CONTRACULTURA BLAX


Escrevi mais umas linhas para a minha amiga Juliana no blog de cinema dela, o Matinê, sobre o gênero do filme abaixo, o Blaxploitation (que o Google me enganou com Blaxplotation)…

“Muitos lembram de Pam Grier por Jackie Brown, do diretor Quentin Tarantino. Mas poucos sabem que ela era uma das musas inspiradoras do diretor, que sempre curtiu a alternatividade cinematográfica. Pam Grier é simplesmente a rainha do Blaxploitation.

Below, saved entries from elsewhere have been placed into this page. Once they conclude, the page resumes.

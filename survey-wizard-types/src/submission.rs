use serde::Serialize;
use serde_json::{Map, Value};

use crate::FieldName;

/// Message shown when a failed submission carries no usable detail.
pub const GENERIC_FAILURE: &str = "Submission failed";

/// The flat record sent once per successful validation pass.
///
/// Serializes as a single JSON object keyed by field name, in insertion order.
#[derive(Debug, Clone, Default, PartialEq, Serialize)]
#[serde(transparent)]
pub struct SubmissionPayload {
    fields: Map<String, Value>,
}

impl SubmissionPayload {
    /// Create an empty payload.
    pub fn new() -> Self {
        Self::default()
    }

    /// Set the entry for `name`.
    pub fn insert(&mut self, name: &FieldName, value: impl Into<Value>) {
        self.fields.insert(name.as_str().to_string(), value.into());
    }

    /// Get the entry for `name`.
    pub fn get(&self, name: &str) -> Option<&Value> {
        self.fields.get(name)
    }

    /// Get the number of entries.
    pub fn len(&self) -> usize {
        self.fields.len()
    }

    /// Check if the payload has no entries.
    pub fn is_empty(&self) -> bool {
        self.fields.is_empty()
    }

    /// Iterate over all entries.
    pub fn iter(&self) -> impl Iterator<Item = (&String, &Value)> {
        self.fields.iter()
    }

    /// The payload as a JSON object.
    pub fn to_value(&self) -> Value {
        Value::Object(self.fields.clone())
    }
}

/// Result of one remote submission.
#[derive(Debug, Clone, PartialEq, Eq)]
pub enum SubmissionOutcome {
    /// The endpoint accepted the payload.
    Success,

    /// The endpoint rejected individual fields; one message per rejection.
    ValidationFailure(Vec<String>),

    /// Any other failure: non-OK status, network error, unreadable body.
    TransportFailure(String),
}

impl SubmissionOutcome {
    /// Classify the JSON body of a non-OK response.
    ///
    /// A list-valued `detail` is a field rejection list (each entry exposes
    /// `msg`); a string `detail` is shown as-is; anything else falls back to
    /// [`GENERIC_FAILURE`].
    pub fn from_failure_body(body: &Value) -> Self {
        match body.get("detail") {
            Some(Value::Array(entries)) => Self::ValidationFailure(
                entries
                    .iter()
                    .map(|entry| match entry.get("msg") {
                        Some(Value::String(msg)) => msg.clone(),
                        Some(other) => other.to_string(),
                        None => entry.to_string(),
                    })
                    .collect(),
            ),
            Some(Value::String(detail)) if !detail.is_empty() => {
                Self::TransportFailure(detail.clone())
            }
            Some(Value::Null) | None => Self::TransportFailure(GENERIC_FAILURE.to_string()),
            Some(Value::String(_)) => Self::TransportFailure(GENERIC_FAILURE.to_string()),
            Some(other) => Self::TransportFailure(other.to_string()),
        }
    }

    /// Check if this is the success outcome.
    pub fn is_success(&self) -> bool {
        matches!(self, Self::Success)
    }

    /// The human-readable message for a failed outcome.
    pub fn message(&self) -> Option<String> {
        match self {
            Self::Success => None,
            Self::ValidationFailure(messages) => {
                Some(format!("Validation Error: {}", messages.join(", ")))
            }
            Self::TransportFailure(message) => Some(message.clone()),
        }
    }
}
pub mod quick_commerce;

// Re-export quick_commerce items
pub use quick_commerce::{
    AGE_GROUPS, AGREEMENT, CATEGORIES_ERROR, FUTURE_USAGE, HOUSEHOLD_TYPES, IMPORTANCE,
    LOCAL_SHOP_IMPACTS, ORDER_VALUES, OTHER_PLATFORM, PLATFORMS, PLATFORMS_ERROR, PRICE_COMPARISONS,
    PRICE_ERROR, PRICE_SENSITIVITY, PRODUCT_CATEGORIES, PURCHASE_FREQUENCY_CHANGES, SATISFACTION,
    TIME_SAVED, USAGE_FREQUENCIES, quick_commerce,
};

O Blaxploitation é a transcrição do movimento black para as telas do cinema. Enquanto nomes como James Brown, Quincy Jones, Isaac Hayes e Marvin Gaye colocavam em letras o movimento black, outros como Jack Hill transportavam para as telas a temática.

 pam_grier

Os filmes do segmento geralmente seguiam os baixos orçamentos da categoria. As temáticas envolviam questões raciais. Muitas vezes os brancos eram personagens tolos e inexpressivos (o que causou protestos de muitas entidades racistas que se disfarçavam de entidades de classe, principalmente em uma época onde a segregação racial nos Estados Unidos ainda era forte). Ou seja, era o negro superando o branco, até na hora de se dar bem com as branquelas.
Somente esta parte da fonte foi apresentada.